## Work required:
Using the lines below, work out the count of those that hold "cannot". Give the number only.

## Exercise inputs:
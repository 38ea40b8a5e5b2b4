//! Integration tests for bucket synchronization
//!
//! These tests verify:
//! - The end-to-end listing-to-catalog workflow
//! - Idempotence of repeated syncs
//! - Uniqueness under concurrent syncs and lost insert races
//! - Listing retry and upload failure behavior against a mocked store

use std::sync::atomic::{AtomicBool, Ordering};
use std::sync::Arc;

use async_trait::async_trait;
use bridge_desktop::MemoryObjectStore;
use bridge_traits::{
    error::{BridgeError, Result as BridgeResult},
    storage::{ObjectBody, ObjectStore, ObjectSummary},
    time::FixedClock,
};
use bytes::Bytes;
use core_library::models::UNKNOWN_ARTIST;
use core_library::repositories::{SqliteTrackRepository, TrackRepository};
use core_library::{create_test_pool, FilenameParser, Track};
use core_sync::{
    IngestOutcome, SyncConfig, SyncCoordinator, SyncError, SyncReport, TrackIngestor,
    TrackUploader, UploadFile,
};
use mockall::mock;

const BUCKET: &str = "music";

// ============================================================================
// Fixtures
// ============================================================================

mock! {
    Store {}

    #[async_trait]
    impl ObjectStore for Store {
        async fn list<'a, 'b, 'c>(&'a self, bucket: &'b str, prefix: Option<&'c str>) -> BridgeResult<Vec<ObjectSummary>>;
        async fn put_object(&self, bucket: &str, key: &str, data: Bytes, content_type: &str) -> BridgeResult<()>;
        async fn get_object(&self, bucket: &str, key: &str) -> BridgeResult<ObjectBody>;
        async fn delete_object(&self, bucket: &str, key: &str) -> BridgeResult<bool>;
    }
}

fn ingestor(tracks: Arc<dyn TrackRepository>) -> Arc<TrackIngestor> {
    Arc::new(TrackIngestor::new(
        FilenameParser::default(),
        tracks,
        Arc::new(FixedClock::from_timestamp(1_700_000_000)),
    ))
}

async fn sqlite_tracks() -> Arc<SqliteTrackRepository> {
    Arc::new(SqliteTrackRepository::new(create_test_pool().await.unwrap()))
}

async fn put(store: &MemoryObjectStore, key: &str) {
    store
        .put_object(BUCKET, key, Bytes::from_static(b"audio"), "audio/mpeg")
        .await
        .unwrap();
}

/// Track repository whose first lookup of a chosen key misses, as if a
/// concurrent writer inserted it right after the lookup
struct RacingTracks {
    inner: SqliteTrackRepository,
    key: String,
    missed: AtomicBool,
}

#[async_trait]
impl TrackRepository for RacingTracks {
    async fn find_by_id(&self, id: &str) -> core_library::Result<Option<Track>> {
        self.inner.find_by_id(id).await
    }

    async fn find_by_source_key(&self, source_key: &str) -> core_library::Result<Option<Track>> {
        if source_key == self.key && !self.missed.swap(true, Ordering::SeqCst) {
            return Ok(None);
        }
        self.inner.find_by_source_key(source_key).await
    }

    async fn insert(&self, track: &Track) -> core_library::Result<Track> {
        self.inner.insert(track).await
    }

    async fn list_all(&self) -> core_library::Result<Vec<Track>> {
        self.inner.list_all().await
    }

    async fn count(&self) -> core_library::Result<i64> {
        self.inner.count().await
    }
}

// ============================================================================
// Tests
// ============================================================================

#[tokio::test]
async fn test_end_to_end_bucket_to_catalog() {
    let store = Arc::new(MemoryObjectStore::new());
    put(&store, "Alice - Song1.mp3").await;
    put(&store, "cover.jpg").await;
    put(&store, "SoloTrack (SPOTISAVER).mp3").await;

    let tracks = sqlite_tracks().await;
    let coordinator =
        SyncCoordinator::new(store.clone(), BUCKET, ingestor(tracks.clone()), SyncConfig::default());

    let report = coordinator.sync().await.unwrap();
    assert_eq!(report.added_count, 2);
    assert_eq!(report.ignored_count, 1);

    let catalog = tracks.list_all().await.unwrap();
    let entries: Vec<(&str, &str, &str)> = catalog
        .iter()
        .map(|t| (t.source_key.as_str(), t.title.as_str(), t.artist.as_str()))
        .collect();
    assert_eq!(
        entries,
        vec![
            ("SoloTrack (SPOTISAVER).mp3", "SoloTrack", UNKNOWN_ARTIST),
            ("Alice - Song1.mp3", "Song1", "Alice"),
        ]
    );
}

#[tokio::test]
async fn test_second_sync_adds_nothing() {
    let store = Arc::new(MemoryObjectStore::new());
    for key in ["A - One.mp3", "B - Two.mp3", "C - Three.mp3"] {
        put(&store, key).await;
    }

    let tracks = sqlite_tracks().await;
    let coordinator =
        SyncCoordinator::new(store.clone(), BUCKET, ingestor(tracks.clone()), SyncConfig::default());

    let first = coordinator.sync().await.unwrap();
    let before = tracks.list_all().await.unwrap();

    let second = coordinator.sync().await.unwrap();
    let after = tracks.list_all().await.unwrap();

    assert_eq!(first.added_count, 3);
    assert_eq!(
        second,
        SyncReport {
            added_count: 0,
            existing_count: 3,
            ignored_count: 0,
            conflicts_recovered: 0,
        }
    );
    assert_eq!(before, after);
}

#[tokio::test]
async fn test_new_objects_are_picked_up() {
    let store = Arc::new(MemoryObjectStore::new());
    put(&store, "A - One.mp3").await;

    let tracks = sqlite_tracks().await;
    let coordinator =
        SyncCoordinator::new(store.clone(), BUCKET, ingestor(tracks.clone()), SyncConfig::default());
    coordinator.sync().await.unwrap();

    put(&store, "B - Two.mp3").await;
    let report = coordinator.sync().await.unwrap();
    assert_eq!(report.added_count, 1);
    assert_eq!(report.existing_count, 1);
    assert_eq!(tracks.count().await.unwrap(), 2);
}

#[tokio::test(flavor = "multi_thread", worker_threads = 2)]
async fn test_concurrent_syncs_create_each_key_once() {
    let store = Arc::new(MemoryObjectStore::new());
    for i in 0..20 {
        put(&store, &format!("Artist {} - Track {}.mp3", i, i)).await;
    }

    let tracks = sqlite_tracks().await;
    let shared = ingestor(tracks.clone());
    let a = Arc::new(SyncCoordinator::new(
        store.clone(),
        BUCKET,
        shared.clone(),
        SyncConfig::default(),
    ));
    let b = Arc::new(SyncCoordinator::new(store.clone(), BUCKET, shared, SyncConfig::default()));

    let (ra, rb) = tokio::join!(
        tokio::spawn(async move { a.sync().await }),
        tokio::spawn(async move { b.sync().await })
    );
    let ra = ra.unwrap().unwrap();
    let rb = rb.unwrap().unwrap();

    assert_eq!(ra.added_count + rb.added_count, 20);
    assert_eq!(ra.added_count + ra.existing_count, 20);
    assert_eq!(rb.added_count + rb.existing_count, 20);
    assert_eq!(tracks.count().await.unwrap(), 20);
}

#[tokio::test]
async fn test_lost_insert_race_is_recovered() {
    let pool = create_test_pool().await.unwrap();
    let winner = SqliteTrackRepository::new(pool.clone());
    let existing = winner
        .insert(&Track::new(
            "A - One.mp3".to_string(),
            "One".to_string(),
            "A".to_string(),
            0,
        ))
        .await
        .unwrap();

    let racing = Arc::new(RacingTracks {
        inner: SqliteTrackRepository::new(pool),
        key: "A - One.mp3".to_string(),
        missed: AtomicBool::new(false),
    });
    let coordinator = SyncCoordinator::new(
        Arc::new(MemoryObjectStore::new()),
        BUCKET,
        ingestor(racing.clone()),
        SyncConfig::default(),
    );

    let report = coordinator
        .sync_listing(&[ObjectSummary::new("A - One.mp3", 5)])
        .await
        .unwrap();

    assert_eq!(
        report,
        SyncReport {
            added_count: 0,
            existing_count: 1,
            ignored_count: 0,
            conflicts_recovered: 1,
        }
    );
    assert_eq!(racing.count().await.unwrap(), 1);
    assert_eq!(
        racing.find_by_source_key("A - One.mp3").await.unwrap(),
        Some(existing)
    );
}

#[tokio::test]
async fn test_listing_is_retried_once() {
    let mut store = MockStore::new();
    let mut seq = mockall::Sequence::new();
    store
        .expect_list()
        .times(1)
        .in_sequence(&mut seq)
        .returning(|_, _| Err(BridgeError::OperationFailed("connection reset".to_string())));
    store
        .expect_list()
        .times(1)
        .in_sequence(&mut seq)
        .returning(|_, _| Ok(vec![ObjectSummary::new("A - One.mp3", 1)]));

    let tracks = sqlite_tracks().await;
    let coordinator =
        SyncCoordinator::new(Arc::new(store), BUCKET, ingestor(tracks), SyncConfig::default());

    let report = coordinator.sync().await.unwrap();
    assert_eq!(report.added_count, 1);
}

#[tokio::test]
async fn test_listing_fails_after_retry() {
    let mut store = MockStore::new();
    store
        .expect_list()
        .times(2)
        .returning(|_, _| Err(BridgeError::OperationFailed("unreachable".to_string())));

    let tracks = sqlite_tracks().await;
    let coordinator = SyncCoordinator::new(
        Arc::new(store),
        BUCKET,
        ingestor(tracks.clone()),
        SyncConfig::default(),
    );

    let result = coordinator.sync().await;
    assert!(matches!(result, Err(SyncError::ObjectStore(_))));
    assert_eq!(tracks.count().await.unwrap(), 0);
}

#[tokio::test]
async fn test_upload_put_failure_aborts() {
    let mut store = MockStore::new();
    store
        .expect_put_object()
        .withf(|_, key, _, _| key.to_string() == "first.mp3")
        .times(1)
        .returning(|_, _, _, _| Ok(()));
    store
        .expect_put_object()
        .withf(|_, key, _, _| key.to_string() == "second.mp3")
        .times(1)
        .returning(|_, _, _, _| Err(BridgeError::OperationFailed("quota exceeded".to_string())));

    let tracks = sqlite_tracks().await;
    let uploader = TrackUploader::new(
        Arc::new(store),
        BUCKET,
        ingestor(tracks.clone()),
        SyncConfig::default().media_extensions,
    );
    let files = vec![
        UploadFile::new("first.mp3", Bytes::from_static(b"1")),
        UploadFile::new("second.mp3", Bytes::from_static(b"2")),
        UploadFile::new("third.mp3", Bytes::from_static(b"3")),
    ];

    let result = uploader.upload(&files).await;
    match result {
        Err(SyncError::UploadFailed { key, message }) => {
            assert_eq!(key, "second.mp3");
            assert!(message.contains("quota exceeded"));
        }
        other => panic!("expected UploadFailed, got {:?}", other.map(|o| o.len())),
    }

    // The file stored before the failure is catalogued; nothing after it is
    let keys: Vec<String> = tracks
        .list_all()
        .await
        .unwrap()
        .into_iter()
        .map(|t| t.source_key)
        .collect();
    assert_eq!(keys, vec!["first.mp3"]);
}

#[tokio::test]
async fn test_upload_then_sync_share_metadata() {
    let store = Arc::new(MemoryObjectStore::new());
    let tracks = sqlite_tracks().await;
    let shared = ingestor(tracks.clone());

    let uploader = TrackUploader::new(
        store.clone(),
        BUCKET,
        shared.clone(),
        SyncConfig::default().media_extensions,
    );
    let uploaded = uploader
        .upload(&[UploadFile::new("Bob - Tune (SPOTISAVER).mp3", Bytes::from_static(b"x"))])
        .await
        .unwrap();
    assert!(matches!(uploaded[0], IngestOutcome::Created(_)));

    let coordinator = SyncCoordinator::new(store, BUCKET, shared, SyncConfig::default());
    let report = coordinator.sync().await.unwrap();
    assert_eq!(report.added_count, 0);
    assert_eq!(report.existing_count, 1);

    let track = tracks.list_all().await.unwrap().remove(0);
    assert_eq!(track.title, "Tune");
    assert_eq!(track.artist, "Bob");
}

==

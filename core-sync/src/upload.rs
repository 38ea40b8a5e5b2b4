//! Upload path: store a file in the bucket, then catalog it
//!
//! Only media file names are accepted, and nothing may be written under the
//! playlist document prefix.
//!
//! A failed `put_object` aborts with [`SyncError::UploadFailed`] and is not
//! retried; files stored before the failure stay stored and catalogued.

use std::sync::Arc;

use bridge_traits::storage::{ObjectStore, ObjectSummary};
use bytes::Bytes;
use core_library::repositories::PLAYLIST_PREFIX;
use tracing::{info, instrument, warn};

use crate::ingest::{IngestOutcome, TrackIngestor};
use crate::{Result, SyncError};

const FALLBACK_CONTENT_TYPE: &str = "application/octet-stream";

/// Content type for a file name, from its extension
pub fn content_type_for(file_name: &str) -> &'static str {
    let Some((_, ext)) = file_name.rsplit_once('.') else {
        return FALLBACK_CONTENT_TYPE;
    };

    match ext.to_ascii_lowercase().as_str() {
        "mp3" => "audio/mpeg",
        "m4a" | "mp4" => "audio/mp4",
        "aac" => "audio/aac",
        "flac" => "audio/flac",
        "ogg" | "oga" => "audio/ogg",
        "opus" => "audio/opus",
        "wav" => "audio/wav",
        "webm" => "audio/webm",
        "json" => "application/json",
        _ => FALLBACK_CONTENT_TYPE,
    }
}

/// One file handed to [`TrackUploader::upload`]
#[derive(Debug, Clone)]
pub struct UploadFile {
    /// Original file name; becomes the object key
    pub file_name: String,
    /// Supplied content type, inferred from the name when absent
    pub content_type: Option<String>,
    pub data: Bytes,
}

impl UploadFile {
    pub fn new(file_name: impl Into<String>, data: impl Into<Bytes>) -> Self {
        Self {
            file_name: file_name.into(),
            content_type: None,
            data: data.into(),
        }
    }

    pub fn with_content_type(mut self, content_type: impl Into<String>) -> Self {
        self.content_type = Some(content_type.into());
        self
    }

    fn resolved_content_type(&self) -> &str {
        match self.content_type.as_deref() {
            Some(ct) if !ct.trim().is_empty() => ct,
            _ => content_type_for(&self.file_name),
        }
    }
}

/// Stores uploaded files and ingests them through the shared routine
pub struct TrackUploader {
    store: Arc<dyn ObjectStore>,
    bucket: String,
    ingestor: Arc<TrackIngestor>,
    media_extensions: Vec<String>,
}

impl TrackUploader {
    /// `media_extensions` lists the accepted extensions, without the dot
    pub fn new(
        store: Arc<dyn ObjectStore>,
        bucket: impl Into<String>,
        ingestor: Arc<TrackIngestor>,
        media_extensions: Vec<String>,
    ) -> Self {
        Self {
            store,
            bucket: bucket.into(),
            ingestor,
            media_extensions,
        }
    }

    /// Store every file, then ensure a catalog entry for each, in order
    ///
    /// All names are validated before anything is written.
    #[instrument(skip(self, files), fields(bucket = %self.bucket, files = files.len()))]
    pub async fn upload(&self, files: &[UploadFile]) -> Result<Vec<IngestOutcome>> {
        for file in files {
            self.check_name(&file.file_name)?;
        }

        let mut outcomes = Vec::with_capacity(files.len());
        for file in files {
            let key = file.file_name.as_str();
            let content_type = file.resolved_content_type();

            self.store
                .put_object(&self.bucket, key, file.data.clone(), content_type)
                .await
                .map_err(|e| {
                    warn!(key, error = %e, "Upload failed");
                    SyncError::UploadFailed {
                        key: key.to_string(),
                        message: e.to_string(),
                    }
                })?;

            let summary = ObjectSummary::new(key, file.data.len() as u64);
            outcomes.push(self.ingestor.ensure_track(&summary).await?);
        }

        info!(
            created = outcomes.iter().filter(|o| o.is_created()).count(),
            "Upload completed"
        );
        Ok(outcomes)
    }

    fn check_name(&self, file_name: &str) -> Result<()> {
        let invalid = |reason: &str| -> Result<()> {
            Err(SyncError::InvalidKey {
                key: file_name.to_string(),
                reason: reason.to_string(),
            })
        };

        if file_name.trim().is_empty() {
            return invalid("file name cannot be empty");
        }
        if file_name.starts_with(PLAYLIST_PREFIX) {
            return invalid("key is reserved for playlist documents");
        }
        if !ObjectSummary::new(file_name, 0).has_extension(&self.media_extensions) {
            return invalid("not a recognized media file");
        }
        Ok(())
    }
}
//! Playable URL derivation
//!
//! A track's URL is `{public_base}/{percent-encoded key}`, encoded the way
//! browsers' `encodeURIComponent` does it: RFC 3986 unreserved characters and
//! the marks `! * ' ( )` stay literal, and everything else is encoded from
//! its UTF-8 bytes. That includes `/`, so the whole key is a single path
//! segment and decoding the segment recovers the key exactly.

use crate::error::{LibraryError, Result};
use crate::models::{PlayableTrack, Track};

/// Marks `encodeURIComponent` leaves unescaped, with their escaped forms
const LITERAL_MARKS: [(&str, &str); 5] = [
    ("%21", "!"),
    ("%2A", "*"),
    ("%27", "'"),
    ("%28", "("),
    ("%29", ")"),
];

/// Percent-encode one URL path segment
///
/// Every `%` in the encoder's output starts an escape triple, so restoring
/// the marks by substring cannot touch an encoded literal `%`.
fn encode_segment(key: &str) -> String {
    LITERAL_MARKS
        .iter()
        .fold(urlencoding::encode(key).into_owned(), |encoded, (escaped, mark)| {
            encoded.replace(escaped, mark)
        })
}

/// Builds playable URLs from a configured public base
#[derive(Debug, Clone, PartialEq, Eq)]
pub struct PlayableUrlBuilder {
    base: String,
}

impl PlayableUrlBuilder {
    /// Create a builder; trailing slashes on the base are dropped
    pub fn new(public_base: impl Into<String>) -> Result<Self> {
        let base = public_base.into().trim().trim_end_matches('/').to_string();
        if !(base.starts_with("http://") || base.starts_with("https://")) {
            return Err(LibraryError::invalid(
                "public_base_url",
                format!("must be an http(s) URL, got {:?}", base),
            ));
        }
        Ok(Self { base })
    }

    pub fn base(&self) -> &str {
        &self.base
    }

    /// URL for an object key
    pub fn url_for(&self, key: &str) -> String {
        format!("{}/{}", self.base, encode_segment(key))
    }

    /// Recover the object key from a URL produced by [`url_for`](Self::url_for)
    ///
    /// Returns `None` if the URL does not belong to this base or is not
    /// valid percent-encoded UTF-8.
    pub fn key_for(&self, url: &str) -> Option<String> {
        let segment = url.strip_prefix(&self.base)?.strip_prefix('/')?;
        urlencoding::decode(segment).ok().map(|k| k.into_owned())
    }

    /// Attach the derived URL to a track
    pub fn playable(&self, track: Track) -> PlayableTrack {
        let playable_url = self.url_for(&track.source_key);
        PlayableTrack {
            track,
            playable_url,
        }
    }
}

## Reply:
2